A good number of the '37 Lobo football team enlisted and saw combat. Two key contributors from that team - Dick Miller and Chal Daniel - were killed in action. Dick and his brother Hardy were standouts for the Lobos, while Daniel wound up earning All-America honors for D.X. Bible at the University of Texas. Another member of that team, Don Fambrough, went on to be head coach of the Kansas Jayhawks from 1971-1982.

After opening the season with 25-0 shutout of North Dallas, the Lobos gutted out a 13-12 win over Masonic Home out of Fort Worth and followed with a 19-12 nail-biter over Port Arthur. McKinney was a 31-7 casualty in Longview's final non-district tune up prior to District 9A play.

The Lobos kicked off league play by kicking the Kilgore Bulldogs to the curb, 46-0. Dick Miller led the Lobos to the one-sided rout with a 19-yard TD trot. Longview's defense was particularly nasty and Daniel was a catalyst on that side of the ball for the Lobos.

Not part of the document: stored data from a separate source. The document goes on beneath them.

//! View and projection for bakes
//!
//! Orthographic bakes map the renderer's rendering rect onto the whole
//! target. Perspective bakes reuse the canvas camera, re-targeted so the
//! renderer's rect fills the target while depth is kept from the camera.

use composite_core::{Mat4, Quat, Vec2, Vec3};
use composite_gpu::GpuDevice;

use crate::compositor::{CacheObject, Compositor};
use crate::renderer::{RendererId, ViewType};
use crate::scene::{Camera, NodeId, RenderMode};

/// Depth range of orthographic bakes
const ORTHO_DEPTH: f32 = 10_000.0;

fn safe_recip(v: f32) -> f32 {
    if v == 0.0 {
        0.0
    } else {
        1.0 / v
    }
}

/// Projection mapping a rect of `size` with `pivot` (in `[-1, 1]`) onto
/// clip space.
pub fn orthographic_projection(size: Vec2, pivot: Vec2) -> Mat4 {
    Mat4::trs(
        Vec3::new(pivot.x, pivot.y, 0.0),
        Quat::IDENTITY,
        Vec3::new(2.0 * safe_recip(size.x), 2.0 * safe_recip(size.y), -2.0 / ORTHO_DEPTH),
    )
}

/// Re-target a camera projection onto one renderer.
///
/// `relative` maps the renderer's space into the root canvas space, `size`
/// is the rendering size and `root_size` the root canvas size. The depth
/// row of the camera projection is preserved.
pub fn perspective_projection(projection: Mat4, relative: Mat4, size: Vec2, root_size: Vec2, pivot: Vec2) -> Mat4 {
    let origin = relative.transform_point(Vec3::ZERO);
    let inv = Vec3::new(safe_recip(size.x), safe_recip(size.y), 1.0);
    let t = Vec3::new(
        -2.0 * origin.x * inv.x + pivot.x,
        -2.0 * origin.y * inv.y + pivot.y,
        -origin.z * inv.z,
    );
    let s = Vec3::new(root_size.x * inv.x, root_size.y * inv.y, 0.0);

    let mut m = Mat4::translation(t.x, t.y, t.z)
        .mul(&Mat4::scale(s.x, s.y, s.z))
        .mul(&projection);
    m.set(2, 2, projection.get(2, 2));
    m.set(2, 3, projection.get(2, 3));
    m
}

impl<D: GpuDevice> Compositor<D> {
    /// Rect pivot remapped from `[0, 1]` to `[-1, 1]`
    fn clip_pivot(&self, node: NodeId) -> Vec2 {
        let pivot = self.scene.node(node).map_or(Vec2::new(0.5, 0.5), |n| n.layout.pivot);
        pivot * 2.0 - Vec2::ONE
    }

    /// Camera of the root canvas, when the renderer's canvas is presented
    /// through a perspective camera
    fn perspective_camera(&self, id: RendererId) -> Option<Camera> {
        let node = self.renderers.get(id)?.node;
        let (_, canvas) = self.scene.canvas(node)?;
        if canvas.render_mode != RenderMode::ScreenSpaceCamera {
            return None;
        }
        let (_, root) = self.scene.root_canvas(node)?;
        let camera = root.camera.or(canvas.camera)?;
        (!camera.orthographic).then_some(camera)
    }

    /// Whether the renderer bakes through the canvas camera
    pub fn is_perspective(&mut self, id: RendererId) -> bool {
        let Some(view_type) = self.renderers.get(id).map(|r| r.settings.view_type) else {
            return false;
        };
        if view_type == ViewType::Orthographic || self.perspective_camera(id).is_none() {
            return false;
        }
        if view_type == ViewType::Perspective {
            return true;
        }

        let object = CacheObject::Renderer(id);
        if let Some(perspective) = self.cache.get::<bool>(object, "perspective") {
            return perspective;
        }
        let perspective = self.has_out_of_plane_source(id);
        self.cache.set(object, "perspective", perspective);
        perspective
    }

    /// Any source displaced in depth or tilted against the renderer plane
    fn has_out_of_plane_source(&self, id: RendererId) -> bool {
        let r = &self.renderers[id];
        let to_renderer = self.scene.world_to_local(r.node);
        let epsilon = self.settings.perspective_epsilon;
        r.sources.iter().filter_map(|sid| self.sources.get(*sid)).any(|s| {
            if self.scene.widget(s.node).is_none() {
                return false;
            }
            let relative = to_renderer.mul(&self.scene.local_to_world(s.node));
            epsilon < relative.translation_part().z.abs() || epsilon < tilt_degrees_sq(relative.forward_axis())
        })
    }

    /// (view, projection) for one bake
    pub fn view_projection(&self, id: RendererId, perspective: bool) -> (Mat4, Mat4) {
        let Some(r) = self.renderers.get(id) else {
            return (Mat4::IDENTITY, Mat4::IDENTITY);
        };
        let size = self.rendering_size(id);
        let pivot = self.clip_pivot(r.node);

        let camera = if perspective { self.perspective_camera(id) } else { None };
        match camera {
            Some(camera) => {
                let Some((root, _)) = self.scene.root_canvas(r.node) else {
                    return (Mat4::IDENTITY, orthographic_projection(size, pivot));
                };
                let root_rect = self.scene.rect(root);
                let relative = self.scene.world_to_local(root).mul(&self.scene.local_to_world(r.node));
                let projection = perspective_projection(
                    camera.projection,
                    relative,
                    size,
                    Vec2::new(root_rect.width(), root_rect.height()),
                    pivot,
                );
                (camera.view, projection)
            }
            None => (Mat4::IDENTITY, orthographic_projection(size, pivot)),
        }
    }
}

/// Squared tilt of a forward axis about X and Y, in degrees
fn tilt_degrees_sq(forward: Vec3) -> f32 {
    let about_x = (-forward.y).atan2(forward.z).to_degrees();
    let about_y = forward.x.atan2(forward.z).to_degrees();
    about_x * about_x + about_y * about_y
}

#[cfg(test)]
mod tests {
    use super::*;

    #[test]
    fn test_orthographic_maps_rect_to_clip_space() {
        let p = orthographic_projection(Vec2::new(100.0, 50.0), Vec2::ZERO);
        let corner = p.transform_point(Vec3::new(50.0, 25.0, 0.0));
        assert!((corner - Vec3::new(1.0, 1.0, 0.0)).length() < 1e-5);
    }

    #[test]
    fn test_orthographic_pivot_shifts_origin() {
        // Pivot (0, 0) in rect units is (-1, -1) here.
        let p = orthographic_projection(Vec2::new(10.0, 10.0), Vec2::new(-1.0, -1.0));
        let far = p.transform_point(Vec3::new(10.0, 10.0, 0.0));
        assert!((far - Vec3::new(1.0, 1.0, 0.0)).length() < 1e-5);
    }

    #[test]
    fn test_degenerate_size_does_not_divide_by_zero() {
        let p = orthographic_projection(Vec2::ZERO, Vec2::ZERO);
        assert!(p.transform_point(Vec3::new(3.0, 3.0, 0.0)).x.is_finite());
    }

    #[test]
    fn test_tilt_is_measured_in_degrees() {
        assert_eq!(tilt_degrees_sq(Vec3::new(0.0, 0.0, 1.0)), 0.0);
        let one = Mat4::rotation(Quat::from_euler_degrees(0.0, 1.0, 0.0)).forward_axis();
        assert!((tilt_degrees_sq(one) - 1.0).abs() < 1e-3);
        let roll = Mat4::rotation(Quat::from_euler_degrees(0.0, 0.0, 30.0)).forward_axis();
        assert!(tilt_degrees_sq(roll) < 1e-6);
    }

    #[test]
    fn test_perspective_keeps_depth_row() {
        let camera = Camera::perspective(60.0, 1.0, 0.3, 1000.0, Mat4::IDENTITY);
        let relative = Mat4::translation(10.0, 0.0, 0.0);
        let p = perspective_projection(
            camera.projection,
            relative,
            Vec2::new(100.0, 100.0),
            Vec2::new(400.0, 400.0),
            Vec2::ZERO,
        );
        assert_eq!(p.get(2, 2), camera.projection.get(2, 2));
        assert_eq!(p.get(2, 3), camera.projection.get(2, 3));
        // x scaled by root/size
        assert!((p.get(0, 0) - camera.projection.get(0, 0) * 4.0).abs() < 1e-4);
    }
}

Longview, which scored a 26-0 skunking of the Texas High Tigers the next week, took a break from district play after that and dominated Dallas Sunset, 32-7. The Lobos closed regular season action with a 27-7 win over the Tyler Lions and a 19-6 verdict over the Marshall Mavericks on Armistice Day.

Gladewater fell 57-12 as Longview locked up the 9A championship. The Lobos bested Lufkin, 19-0, in bi-district and topped Temple, 19-12, in state quarterfinal play. Conroe provided little opposition in a 34-0 semifinal whitewash. It was Longview's fifth shutout of the year.

Highway 80 would be a flood of automobiles for the 130-mile trail-ride west to Fair Park and the shiny new Cotton Bowl. Longview had fought behind three times in its first 13 games and the title tilt would be no different.

Wichita Falls jumped out to a 12-0 lead in the opening quarter, leaving Longview with a sizable hole to dig out of. Dick Miller got the Lobos on the board with a second quarter 55-yard punt return.

The Coyotes took a 12-7 lead to the half and maintained that advantage through the third quarter. Frank LeBus and Dick Miller brought the Lobo contingent to their feet in the fourth with a go-ahead 53-yard TD. Raymond Cantrell pushed his way across from two yards out late in the final period to provide the final margin of difference.

Charlie LeBus, now 68, becomes emotional and tears up when talking of his dad's days with the '37 Lobos. His ultimate wish is to one day to add a ticket to the frame, which houses in addition to his grandmother's ducat, the football jersey worn by his father along with the letter "L" from his lettermen's sweater.

"I kept the ticket in '97 and both times in '08 and '09. I'm trying to get another ticket," Lebus said, fighting back emotions. "I'd say dad and the whole '37 team will have them a seat on the front row Saturday."